On Aug 16, 9:26 am, "[EMAIL PROTECTED]"
<[EMAIL PROTECTED]> wrote:
> I will try, don't hold your breath.
> Even without my additional problem of having to go through a gate, it
> looks as if the scp file tranfers have only been implemented for
> copies of sage (sage0.py, which is the only place scp appears), not
> for a general expect interface (see line
>             eval_using_file_cutoff = 0  # don't allow this!
> in expect.py)
> In some sense that's enough in most cases (you can have a situation
> where exact-same-version SAGE's do all the communicating, and each
> runs different CAS on different machines), but there would be another
> extra overhead and one can not always install sage on remote.
> Paul
>
> On Aug 16, 3:20 am, "William Stein" <[EMAIL PROTECTED]> wrote:
>
> > On 8/15/07, [EMAIL PROTECTED] <[EMAIL PROTECTED]> wrote:
>
> > > good catch, you can debug remotely on my computer :)
> > > yes, william, you are right: the small examples work but not the big
> > > ones. i didn t anticipate that SAGE was using files behind the scenes
> > > (i don't know anything about how that works).
> > > in any case, the fact that sage uses scp is not really a problem. this
> > > is another workaround:
> > > ssh -t tunnel scp test_file remote:~/test_file
> > > (after setting all the passwordless stuff)
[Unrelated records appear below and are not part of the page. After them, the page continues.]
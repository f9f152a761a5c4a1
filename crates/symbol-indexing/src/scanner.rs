//! File discovery and per-file symbol scanning.
//!
//! The scanner turns a workspace (or an explicit list of files) into a
//! raw [`ScanResult`]. Symbol fetches are dispatched in batches of
//! `scan_concurrency` files and awaited together; the cancellation flag
//! is checked before each file is dispatched and before each fetched
//! file is added to the result.

use std::path::{Path, PathBuf};
use std::sync::Arc;

use futures::future::join_all;
use symbol_types::{DocumentSymbol, IndexElement, ScanResult, Settings};
use tracing::{debug, info, warn};

use crate::cancel::CancellationFlag;
use crate::extractor::SymbolExtractor;
use crate::filter::ItemFilter;
use crate::provider::{FileEnumerator, SymbolProvider};
use crate::sink::Notifier;

/// Callback fired once per scanned file with the total number of files
/// in this scan.
pub type FileScannedCallback<'a> = &'a (dyn Fn(usize) + Send + Sync);

/// Scanner configuration taken from [`Settings`].
#[derive(Debug, Clone)]
pub struct ScannerConfig {
    pub include: Vec<String>,
    pub exclude: Vec<String>,
    pub filter: ItemFilter,
    pub extractor: SymbolExtractor,
    /// Files dispatched together per fan-out batch.
    pub concurrency: usize,
}

impl ScannerConfig {
    pub fn from_settings(settings: &Settings) -> Self {
        Self {
            include: settings.include.clone(),
            exclude: settings.exclude.clone(),
            filter: ItemFilter::new(&settings.items_filter),
            extractor: SymbolExtractor::new(settings.retry),
            concurrency: settings.scan_concurrency.max(1),
        }
    }

    /// Set the fan-out batch size.
    pub fn with_concurrency(mut self, concurrency: usize) -> Self {
        self.concurrency = concurrency.max(1);
        self
    }
}

impl Default for ScannerConfig {
    fn default() -> Self {
        Self::from_settings(&Settings::default())
    }
}

/// Builds raw scan results from the workspace.
pub struct Scanner {
    config: ScannerConfig,
    enumerator: Arc<dyn FileEnumerator>,
    provider: Arc<dyn SymbolProvider>,
    notifier: Arc<dyn Notifier>,
}

impl Scanner {
    pub fn new(
        config: ScannerConfig,
        enumerator: Arc<dyn FileEnumerator>,
        provider: Arc<dyn SymbolProvider>,
        notifier: Arc<dyn Notifier>,
    ) -> Self {
        Self {
            config,
            enumerator,
            provider,
            notifier,
        }
    }

    /// Scan `uris`, or the whole workspace when `uris` is absent or empty.
    ///
    /// Returns an empty result if `cancel` is observed; the flag is left
    /// set so the presenter sees it too.
    pub async fn scan(
        &self,
        uris: Option<&[PathBuf]>,
        cancel: &CancellationFlag,
        on_file_scanned: FileScannedCallback<'_>,
    ) -> ScanResult {
        let files = match uris {
            Some(uris) if !uris.is_empty() => uris.to_vec(),
            _ => self.discover().await,
        };
        let total = files.len();
        debug!(files = total, concurrency = self.config.concurrency, "Scanning files");

        let mut result = ScanResult::new();
        for batch in files.chunks(self.config.concurrency) {
            let dispatched: Vec<&PathBuf> = batch
                .iter()
                .take_while(|_| !cancel.is_cancelled())
                .collect();

            // In-flight fetches always complete; cancellation only
            // discards their results.
            let fetched = join_all(
                dispatched
                    .iter()
                    .map(|path| self.config.extractor.extract(self.provider.as_ref(), path)),
            )
            .await;

            for (path, symbols) in dispatched.into_iter().zip(fetched) {
                if cancel.is_cancelled() {
                    return aborted(result);
                }
                self.collect(&mut result, path, symbols);
                on_file_scanned(total);
            }

            if cancel.is_cancelled() {
                return aborted(result);
            }
        }

        result
    }

    async fn discover(&self) -> Vec<PathBuf> {
        match self
            .enumerator
            .find_files(&self.config.include, &self.config.exclude)
            .await
        {
            Ok(files) => files,
            Err(e) => {
                warn!(error = %e, "File enumeration failed, continuing with no files");
                self.notifier.print_error_message(&e.to_string());
                Vec::new()
            }
        }
    }

    fn collect(&self, result: &mut ScanResult, path: &Path, symbols: Vec<DocumentSymbol>) {
        let filter = &self.config.filter;
        if filter.is_file_eligible(path) {
            result.push(path, IndexElement::File(path.to_path_buf()));
        }
        for symbol in symbols {
            if filter.is_symbol_eligible(&symbol) {
                result.push(path, IndexElement::Symbol(symbol));
            }
        }
    }
}

fn aborted(mut result: ScanResult) -> ScanResult {
    info!(discarded = result.count, "Scan cancelled");
    result.clear();
    result
}
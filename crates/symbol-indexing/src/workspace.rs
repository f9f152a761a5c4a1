//! Pipeline orchestration: queued full and incremental index passes.
//!
//! [`Workspace`] is the entry point hosts use. Every request becomes an
//! [`Action`] on the shared [`ActionQueue`]; the action bodies call into
//! [`IndexPipeline`], which runs scanner, presenter and cache write.

use std::path::{Path, PathBuf};
use std::sync::{Arc, Mutex, PoisonError, RwLock};

use symbol_scheduler::{Action, ActionQueue, ActionTrigger, SchedulerError};
use symbol_types::{PresentedRecord, Settings};
use tokio::time::Instant;
use tokio_util::sync::CancellationToken;
use tracing::{debug, info, warn};

use crate::cancel::CancellationFlag;
use crate::presenter::present;
use crate::progress::{LoggingProgressUi, ProgressReporter, ProgressState, ProgressUi};
use crate::provider::{is_path_selected, FileEnumerator, SymbolProvider};
use crate::scanner::{Scanner, ScannerConfig};
use crate::sink::{IndexCache, IndexLogger, IndexStats, MemoryCache, Notifier, TracingIndexLogger, TracingNotifier};

const PROGRESS_TITLE: &str = "Indexing workspace";

/// Typed editor and filesystem events.
#[derive(Debug, Clone, PartialEq)]
pub enum WorkspaceEvent {
    Startup,
    /// New effective settings
    ConfigChanged(Box<Settings>),
    FoldersChanged,
    Created(PathBuf),
    Changed(PathBuf),
    Deleted(PathBuf),
    Renamed { from: PathBuf, to: PathBuf },
}

/// Collaborators and state shared by every queued pipeline run.
pub struct IndexPipeline {
    settings: RwLock<Settings>,
    enumerator: Arc<dyn FileEnumerator>,
    provider: Arc<dyn SymbolProvider>,
    cache: Arc<dyn IndexCache>,
    notifier: Arc<dyn Notifier>,
    logger: Arc<dyn IndexLogger>,
    progress_ui: Arc<dyn ProgressUi>,
    cancel: CancellationFlag,
}

impl IndexPipeline {
    /// Full index pass under a progress affordance.
    ///
    /// Returns `None` without touching the cache when no workspace folder
    /// is open.
    pub async fn index_with_progress(&self) -> Option<IndexStats> {
        if self.enumerator.workspace_folders().is_empty() {
            self.notifier.print_no_folder_opened_message();
            return None;
        }

        let handle = self.progress_ui.start(PROGRESS_TITLE);
        let stats = self
            .index_with_progress_task(handle.reporter.as_ref(), &handle.cancel)
            .await;
        Some(stats)
    }

    /// Scan, present and cache the whole workspace, reporting progress
    /// to `reporter` and aborting when `cancel_token` fires.
    pub async fn index_with_progress_task(
        &self,
        reporter: &dyn ProgressReporter,
        cancel_token: &CancellationToken,
    ) -> IndexStats {
        let settings = self.settings();
        self.cancel.reset();
        let started = Instant::now();

        let listener = {
            let flag = self.cancel.clone();
            let token = cancel_token.clone();
            tokio::spawn(async move {
                token.cancelled().await;
                flag.cancel();
            })
        };
        // The listener only runs once this task yields.
        if cancel_token.is_cancelled() {
            self.cancel.cancel();
        }

        let progress = Mutex::new(ProgressState::default());
        let on_file_scanned = |total: usize| {
            let update = progress
                .lock()
                .unwrap_or_else(PoisonError::into_inner)
                .on_file_scanned(total);
            reporter.report(&update);
            if cancel_token.is_cancelled() {
                self.cancel.cancel();
            }
        };

        let result = self
            .scanner(&settings)
            .scan(None, &self.cancel, &on_file_scanned)
            .await;
        let records = present(&result, &settings.presentation, &self.cancel);
        let indexed_items = records.len();
        self.cache.update_data(records);

        listener.abort();
        if cancel_token.is_cancelled() || self.cancel.is_cancelled() {
            info!("Indexing cancelled");
            self.cancel.reset();
        }

        let scanned_files = {
            let mut state = progress.lock().unwrap_or_else(PoisonError::into_inner);
            let scanned = state.scanned_count;
            state.reset();
            scanned
        };

        tokio::time::sleep(settings.stats_delay()).await;

        let stats = IndexStats {
            scanned_files,
            indexed_items,
            elapsed_secs: started.elapsed().as_secs_f64(),
        };
        self.notifier.print_stats_message(&stats);
        self.logger.log_scan_time(&stats);
        self.logger.log_structure(&result);
        stats
    }

    /// Rescan one file, or every selected file below a folder, and
    /// replace the cached records under `uri`.
    ///
    /// Files outside the workspace or the include/exclude set are
    /// ignored.
    pub async fn update_file(&self, uri: &Path) {
        let settings = self.settings();

        if self.enumerator.is_folder(uri).await {
            self.update_folder(uri, &settings).await;
            return;
        }

        let folders = self.enumerator.workspace_folders();
        match is_path_selected(uri, &folders, &settings.include, &settings.exclude) {
            Ok(true) => {}
            Ok(false) => {
                debug!(uri = %uri.display(), "Ignoring update outside the indexed set");
                return;
            }
            Err(e) => {
                warn!(error = %e, "Cannot evaluate include/exclude patterns");
                self.notifier.print_error_message(&e.to_string());
                return;
            }
        }

        let records = self.rescan(&[uri.to_path_buf()], &settings).await;
        debug!(uri = %uri.display(), records = records.len(), "Updated file");
        self.cache.update_for_uri(uri, records);
    }

    async fn update_folder(&self, folder: &Path, settings: &Settings) {
        let files = match self
            .enumerator
            .find_files_in(folder, &settings.include, &settings.exclude)
            .await
        {
            Ok(files) => files,
            Err(e) => {
                warn!(error = %e, folder = %folder.display(), "Folder enumeration failed");
                self.notifier.print_error_message(&e.to_string());
                return;
            }
        };

        // An empty uri list would rescan the whole workspace.
        let records = if files.is_empty() {
            Vec::new()
        } else {
            self.rescan(&files, settings).await
        };
        debug!(folder = %folder.display(), files = files.len(), records = records.len(), "Updated folder");
        self.cache.update_for_uri(folder, records);
    }

    /// Scan and present `uris` outside any full pass.
    async fn rescan(&self, uris: &[PathBuf], settings: &Settings) -> Vec<PresentedRecord> {
        // Incremental passes are not cancellable.
        let cancel = CancellationFlag::new();
        let result = self.scanner(settings).scan(Some(uris), &cancel, &|_| {}).await;
        present(&result, &settings.presentation, &cancel)
    }

    /// Drop the cached records of a file, or of everything below a folder.
    pub fn remove_path(&self, uri: &Path) {
        debug!(uri = %uri.display(), "Removing path from index");
        self.cache.remove_for_uri(uri);
    }

    /// Ask the active full pass to stop. Idempotent.
    pub fn cancel_indexing(&self) {
        self.cancel.cancel();
    }

    /// Store new settings, returning whether the indexed set changed.
    pub fn apply_settings(&self, settings: Settings) -> bool {
        let mut current = self.settings.write().unwrap_or_else(PoisonError::into_inner);
        let changed = current.include != settings.include
            || current.exclude != settings.exclude
            || current.items_filter != settings.items_filter
            || current.presentation != settings.presentation
            || current.retry != settings.retry;
        *current = settings;
        changed
    }

    pub fn settings(&self) -> Settings {
        self.settings.read().unwrap_or_else(PoisonError::into_inner).clone()
    }

    pub fn cache(&self) -> &Arc<dyn IndexCache> {
        &self.cache
    }

    fn scanner(&self, settings: &Settings) -> Scanner {
        Scanner::new(
            ScannerConfig::from_settings(settings),
            self.enumerator.clone(),
            self.provider.clone(),
            self.notifier.clone(),
        )
    }
}

/// Host-facing indexing service.
#[derive(Clone)]
pub struct Workspace {
    queue: Arc<ActionQueue>,
    pipeline: Arc<IndexPipeline>,
}

impl Workspace {
    pub fn builder(
        enumerator: Arc<dyn FileEnumerator>,
        provider: Arc<dyn SymbolProvider>,
    ) -> WorkspaceBuilder {
        WorkspaceBuilder::new(enumerator, provider)
    }

    /// Queue a full reindex.
    pub async fn index(&self, trigger: ActionTrigger) -> Result<(), SchedulerError> {
        let pipeline = self.pipeline.clone();
        let action = Action::rebuild(trigger, move || async move {
            pipeline.index_with_progress().await;
            Ok(())
        });
        self.queue.register(action).await
    }

    /// Queue a rescan of one file.
    pub async fn update(&self, trigger: ActionTrigger, uri: impl Into<PathBuf>) -> Result<(), SchedulerError> {
        let uri = uri.into();
        let pipeline = self.pipeline.clone();
        let target = uri.clone();
        let action = Action::update(trigger, uri, move || async move {
            pipeline.update_file(&target).await;
            Ok(())
        });
        self.queue.register(action).await
    }

    /// Queue the removal of a file or folder.
    pub async fn remove(&self, trigger: ActionTrigger, uri: impl Into<PathBuf>) -> Result<(), SchedulerError> {
        let uri = uri.into();
        let pipeline = self.pipeline.clone();
        let target = uri.clone();
        let action = Action::remove(trigger, uri, move || async move {
            pipeline.remove_path(&target);
            Ok(())
        });
        self.queue.register(action).await
    }

    /// Ask the running full pass to stop. Idempotent.
    pub fn cancel_indexing(&self) {
        self.pipeline.cancel_indexing();
    }

    /// Translate an editor event into queued work.
    pub async fn handle_event(&self, event: WorkspaceEvent) -> Result<(), SchedulerError> {
        debug!(event = ?event, "Workspace event");
        match event {
            WorkspaceEvent::Startup => self.index(ActionTrigger::Startup).await,
            WorkspaceEvent::ConfigChanged(settings) => {
                if self.pipeline.apply_settings(*settings) {
                    self.index(ActionTrigger::ConfigChange).await
                } else {
                    debug!("Settings changed without affecting the index");
                    Ok(())
                }
            }
            WorkspaceEvent::FoldersChanged => self.index(ActionTrigger::FoldersChange).await,
            WorkspaceEvent::Created(uri) => self.update(ActionTrigger::DidCreate, uri).await,
            WorkspaceEvent::Changed(uri) => self.update(ActionTrigger::DidChange, uri).await,
            WorkspaceEvent::Deleted(uri) => self.remove(ActionTrigger::DidDelete, uri).await,
            WorkspaceEvent::Renamed { from, to } => {
                self.remove(ActionTrigger::DidRename, from).await?;
                self.update(ActionTrigger::DidRename, to).await
            }
        }
    }

    pub fn queue(&self) -> &Arc<ActionQueue> {
        &self.queue
    }

    pub fn pipeline(&self) -> &Arc<IndexPipeline> {
        &self.pipeline
    }
}

/// Builder for [`Workspace`]; collaborators default to the in-memory and
/// tracing-backed implementations.
pub struct WorkspaceBuilder {
    settings: Settings,
    enumerator: Arc<dyn FileEnumerator>,
    provider: Arc<dyn SymbolProvider>,
    cache: Arc<dyn IndexCache>,
    notifier: Arc<dyn Notifier>,
    logger: Arc<dyn IndexLogger>,
    progress_ui: Arc<dyn ProgressUi>,
    queue: Option<Arc<ActionQueue>>,
}

impl WorkspaceBuilder {
    pub fn new(enumerator: Arc<dyn FileEnumerator>, provider: Arc<dyn SymbolProvider>) -> Self {
        Self {
            settings: Settings::default(),
            enumerator,
            provider,
            cache: Arc::new(MemoryCache::new()),
            notifier: Arc::new(TracingNotifier),
            logger: Arc::new(TracingIndexLogger),
            progress_ui: Arc::new(LoggingProgressUi::new()),
            queue: None,
        }
    }

    pub fn with_settings(mut self, settings: Settings) -> Self {
        self.settings = settings;
        self
    }

    pub fn with_cache(mut self, cache: Arc<dyn IndexCache>) -> Self {
        self.cache = cache;
        self
    }

    pub fn with_notifier(mut self, notifier: Arc<dyn Notifier>) -> Self {
        self.notifier = notifier;
        self
    }

    pub fn with_logger(mut self, logger: Arc<dyn IndexLogger>) -> Self {
        self.logger = logger;
        self
    }

    pub fn with_progress_ui(mut self, progress_ui: Arc<dyn ProgressUi>) -> Self {
        self.progress_ui = progress_ui;
        self
    }

    /// Share an existing queue instead of creating one.
    pub fn with_queue(mut self, queue: Arc<ActionQueue>) -> Self {
        self.queue = Some(queue);
        self
    }

    pub fn build(self) -> Workspace {
        let pipeline = IndexPipeline {
            settings: RwLock::new(self.settings),
            enumerator: self.enumerator,
            provider: self.provider,
            cache: self.cache,
            notifier: self.notifier,
            logger: self.logger,
            progress_ui: self.progress_ui,
            cancel: CancellationFlag::new(),
        };
        Workspace {
            queue: self.queue.unwrap_or_default(),
            pipeline: Arc::new(pipeline),
        }
    }
}
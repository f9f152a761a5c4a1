//! Cooperative cancellation for one pipeline run.

use std::sync::atomic::{AtomicBool, Ordering};
use std::sync::Arc;

/// Abort signal polled by the scanner and presenter between steps.
///
/// Clones share the same flag. The orchestrator resets it at the start
/// of each run; the presenter resets it after aborting on it.
#[derive(Debug, Clone, Default)]
pub struct CancellationFlag(Arc<AtomicBool>);

impl CancellationFlag {
    pub fn new() -> Self {
        Self::default()
    }

    /// Request cancellation. Idempotent.
    pub fn cancel(&self) {
        self.0.store(true, Ordering::SeqCst);
    }

    pub fn is_cancelled(&self) -> bool {
        self.0.load(Ordering::SeqCst)
    }

    pub fn reset(&self) {
        self.0.store(false, Ordering::SeqCst);
    }
}

#[cfg(test)]
mod tests {
    use super::*;

    #[test]
    fn test_clones_share_state() {
        let flag = CancellationFlag::new();
        let observer = flag.clone();
        assert!(!observer.is_cancelled());

        flag.cancel();
        flag.cancel();
        assert!(observer.is_cancelled());

        observer.reset();
        assert!(!flag.is_cancelled());
    }
}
> > > so if that s all that s needed, maybe one could add to the server
> > > option of the interface a prefix and a suffix to trail the scp command
> > > with, and the same for the ssh (or rsh or whatever is used)
>
> > You could try implementing this.  Take a look at
> >    SAGE_ROOT/devel/sage/sage/interfaces/expect.py
> > and
> >    SAGE_ROOT/devel/sage/sage/interfaces/mathematica.py
> > Do a text search for "scp" in there.   Make changes and do
> > "sage -br" to start SAGE with the changes in effect.